Les ruptures conventionnelles en progression nettement ralentie en 2019

PARIS, 28 février 2020 (AFP) – Après avoir quasiment doublé en dix ans, les ruptures conventionnelles individuelles ont augmenté en 2019 à un rythme beaucoup plus faible qu’auparavant, selon des statistiques publiées vendredi par le ministère du Travail.

L’année dernière, environ 444.000 ruptures ont été homologuées, une hausse de 1,5% après 3,9% en 2018 et 7,3% en moyenne sur la période 2014-2017.

Mise en place en 2008, cette possibilité de rompre son contrat de travail doit recueillir l’accord de l’employeur et du salarié.

Son succès vient du fait que cette rupture est à la fois plus avantageuse qu’une démission pour le salarié (qui reçoit une indemnité et peut toucher, le cas échéant, les allocations chômage) et plus avantageuse qu’un licenciement pour l’employeur, protégé des prud’hommes.

Selon l’Unedic, les ruptures conventionnelles sont aujourd’hui à l’origine de plus de 20% des dépenses d’allocations chômage.

La Dares, le service statistique du ministère du Travail, n’avance pas d’hypothèse à ce ralentissement, notamment la possibilité que ce soit une conséquence de la bonne tenue de l’emploi qui inciterait les entreprises à moins proposer ou accepter ce genre de ruptures.

Ce ralentissement « se manifeste dans quasiment tous les secteurs, à l’exception de celui de l’information et de la communication (+12%) », souligne cependant la Dares.

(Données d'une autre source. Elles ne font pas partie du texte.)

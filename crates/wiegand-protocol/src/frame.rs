//! Raw and captured Wiegand frames.
//!
//! A [`RawFrame`] is the capture-side view: two 32-bit accumulators filled
//! from bit 31 downward plus the bit-position mask. Once the line has gone
//! quiet it is normalized into a right-aligned [`CapturedFrame`] which can be
//! checked for line integrity and handed to the decoders.

use serde::{Deserialize, Serialize};
use std::fmt;
use wiegand_core::{
    Error, Result,
    constants::{FRAME_WINDOW_BITS, INITIAL_BIT_MASK, all_ones},
};

/// Frame accumulator state between two quiet periods.
///
/// `line0` holds the sampled DATA0 level per bit (the bit value), `line1` the
/// DATA1 level (its complement). `mask` marks the next free bit position and
/// is `0` once the 32-bit window is full.
#[derive(Debug, Clone, Copy, PartialEq, Eq)]
pub struct RawFrame {
    pub line0: u32,
    pub line1: u32,
    pub mask: u32,
}

impl Default for RawFrame {
    fn default() -> Self {
        Self::new()
    }
}

impl RawFrame {
    /// Create an empty frame with the full window available.
    pub const fn new() -> Self {
        Self {
            line0: 0,
            line1: 0,
            mask: INITIAL_BIT_MASK,
        }
    }

    /// Record one falling edge with the sampled line levels.
    ///
    /// Returns `false` and leaves the frame untouched if the window is full.
    ///
    /// # Examples
    ///
    /// ```
    /// use wiegand_protocol::RawFrame;
    ///
    /// let mut frame = RawFrame::new();
    /// frame.push(true, false);
    /// frame.push(false, true);
    /// assert_eq!(frame.bit_count(), 2);
    /// assert_eq!(frame.normalize().bits, 0b10);
    /// ```
    pub fn push(&mut self, level0: bool, level1: bool) -> bool {
        if self.mask == 0 {
            return false;
        }
        if self.mask == INITIAL_BIT_MASK {
            self.line0 = 0;
            self.line1 = 0;
        }
        if level0 {
            self.line0 |= self.mask;
        }
        if level1 {
            self.line1 |= self.mask;
        }
        self.mask >>= 1;
        true
    }

    /// Number of bits consumed, derived from how far the mask has shifted.
    #[must_use]
    pub fn bit_count(&self) -> u8 {
        if self.mask == 0 {
            FRAME_WINDOW_BITS
        } else {
            // At most 31 for a non-zero mask
            self.mask.leading_zeros() as u8
        }
    }

    /// Check if no edge has been recorded since the last reset.
    #[must_use]
    pub fn is_empty(&self) -> bool {
        self.mask == INITIAL_BIT_MASK
    }

    /// Check if the 32-bit window is exhausted.
    #[must_use]
    pub fn is_full(&self) -> bool {
        self.mask == 0
    }

    /// Right-align both accumulators in the low `bit_count` bits.
    #[must_use]
    pub fn normalize(&self) -> CapturedFrame {
        let bit_count = self.bit_count();
        let shift = u32::from(FRAME_WINDOW_BITS - bit_count);
        CapturedFrame {
            bits: self.line0.checked_shr(shift).unwrap_or(0),
            complement: self.line1.checked_shr(shift).unwrap_or(0),
            bit_count,
        }
    }
}

/// A completed, right-aligned frame.
#[derive(Debug, Clone, Copy, PartialEq, Eq, Hash, Serialize, Deserialize)]
pub struct CapturedFrame {
    /// DATA0 accumulator: the transmitted bit values.
    pub bits: u32,

    /// DATA1 accumulator: expected to be the bitwise complement of `bits`.
    pub complement: u32,

    /// Number of bits received.
    pub bit_count: u8,
}

impl CapturedFrame {
    /// Build a clean frame as a healthy reader would transmit it.
    ///
    /// # Examples
    ///
    /// ```
    /// use wiegand_protocol::CapturedFrame;
    ///
    /// let frame = CapturedFrame::from_bits(0b101010, 6);
    /// assert_eq!(frame.complement, 0b010101);
    /// assert!(frame.validate().is_ok());
    /// ```
    #[must_use]
    pub fn from_bits(bits: u32, bit_count: u8) -> Self {
        let ones = all_ones(bit_count);
        Self {
            bits: bits & ones,
            complement: !bits & ones,
            bit_count,
        }
    }

    /// Check if the frame carries no bits (a spurious timer expiry).
    #[must_use]
    pub fn is_empty(&self) -> bool {
        self.bit_count == 0
    }

    /// Check the complementary-line integrity of the frame.
    ///
    /// Every bit must have pulled exactly one line low, so
    /// `bits XOR complement` must be all ones over `bit_count` bits.
    ///
    /// # Errors
    /// Returns `Error::EmptyFrame` for a frame without bits and
    /// `Error::BitError` if any bit position saw both or neither line low.
    pub fn validate(&self) -> Result<()> {
        if self.is_empty() {
            return Err(Error::EmptyFrame);
        }
        let expected = all_ones(self.bit_count);
        let actual = self.bits ^ self.complement;
        if actual != expected {
            return Err(Error::BitError {
                line0: self.bits,
                line1: self.complement,
                actual,
                expected,
                bits: self.bit_count,
            });
        }
        Ok(())
    }
}

impl fmt::Display for CapturedFrame {
    fn fmt(&self, f: &mut fmt::Formatter) -> fmt::Result {
        write!(
            f,
            "{:0width$b} ({} bits)",
            self.bits,
            self.bit_count,
            width = usize::from(self.bit_count)
        )
    }
}

#[cfg(test)]
mod tests {
    use super::*;

    fn push_bits(frame: &mut RawFrame, bits: &[u8]) {
        for &bit in bits {
            frame.push(bit == 1, bit == 0);
        }
    }

    #[test]
    fn test_new_frame_is_empty() {
        let frame = RawFrame::new();
        assert!(frame.is_empty());
        assert!(!frame.is_full());
        assert_eq!(frame.bit_count(), 0);
        assert!(frame.normalize().is_empty());
    }

    #[test]
    fn test_push_and_normalize_key_frame() {
        let mut frame = RawFrame::new();
        push_bits(&mut frame, &[1, 0, 1, 0, 1, 0]);

        assert_eq!(frame.bit_count(), 6);
        let captured = frame.normalize();
        assert_eq!(captured.bits, 0b101010);
        assert_eq!(captured.complement, 0b010101);
        assert_eq!(captured.bit_count, 6);
        assert!(captured.validate().is_ok());
    }

    #[test]
    fn test_first_bit_clears_stale_accumulators() {
        let mut frame = RawFrame {
            line0: 0xDEAD_BEEF,
            line1: 0x1234_5678,
            mask: INITIAL_BIT_MASK,
        };
        push_bits(&mut frame, &[0, 1]);
        assert_eq!(frame.normalize(), CapturedFrame::from_bits(0b01, 2));
    }

    #[test]
    fn test_window_full_drops_extra_edges() {
        let mut frame = RawFrame::new();
        for _ in 0..32 {
            assert!(frame.push(true, false));
        }
        assert!(frame.is_full());
        assert_eq!(frame.bit_count(), 32);
        assert!(!frame.push(false, true));

        let captured = frame.normalize();
        assert_eq!(captured.bits, u32::MAX);
        assert_eq!(captured.complement, 0);
        assert!(captured.validate().is_ok());
    }

    #[test]
    fn test_validate_detects_both_lines_low() {
        let mut frame = RawFrame::new();
        frame.push(true, false);
        frame.push(false, false);
        frame.push(false, true);

        let err = frame.normalize().validate().unwrap_err();
        match err {
            Error::BitError {
                actual,
                expected,
                bits,
                ..
            } => {
                assert_eq!(actual, 0b101);
                assert_eq!(expected, 0b111);
                assert_eq!(bits, 3);
            }
            other => panic!("unexpected error: {other:?}"),
        }
    }

    #[test]
    fn test_validate_empty_frame() {
        let frame = CapturedFrame::from_bits(0, 0);
        assert!(matches!(frame.validate(), Err(Error::EmptyFrame)));
    }

    #[test]
    fn test_display() {
        let frame = CapturedFrame::from_bits(0b000111, 6);
        assert_eq!(frame.to_string(), "000111 (6 bits)");
    }
}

En particulier, le secteur de l’hébergement-restauration (qui a le plus fort taux de ruptures par CDI à 11%) ainsi que d’autres activités de services, passent d’une évolution de plus de 10% en 2017 à une quasi-stagnation, voire une baisse en 2019. Dans l’industrie, le nombre de ruptures arrête également de croître en 2019.

Les salariés qui signent des ruptures conventionnelles sont plus jeunes. « En 2019, le nombre de signataires augmente jusqu’à l’âge de 30 ans puis diminue jusqu’à un ressaut à 59 ans », note la Dares.

La progression reste forte chez les cadres (+9,3%) mais le nombre de ruptures baisse légèrement (-1,2%) chez les employés, qui représentent plus de la moitié des demandes d’homologation.

Les cadres obtiennent de meilleures indemnités : 0,30 mois de salaire par année d’ancienneté, contre 0,25 pour les ouvriers et les employés (ce qui correspond à l’indemnité légale).

L’indemnité médiane s’élève à 5.500 euros environ pour les cadres et à un peu moins de 1.000 euros pour les employés.

Depuis des arrêtés parus mi-février, la rupture conventionnelle est désormais ouverte aux fonctionnaires et contractuels de l’Etat en CDI.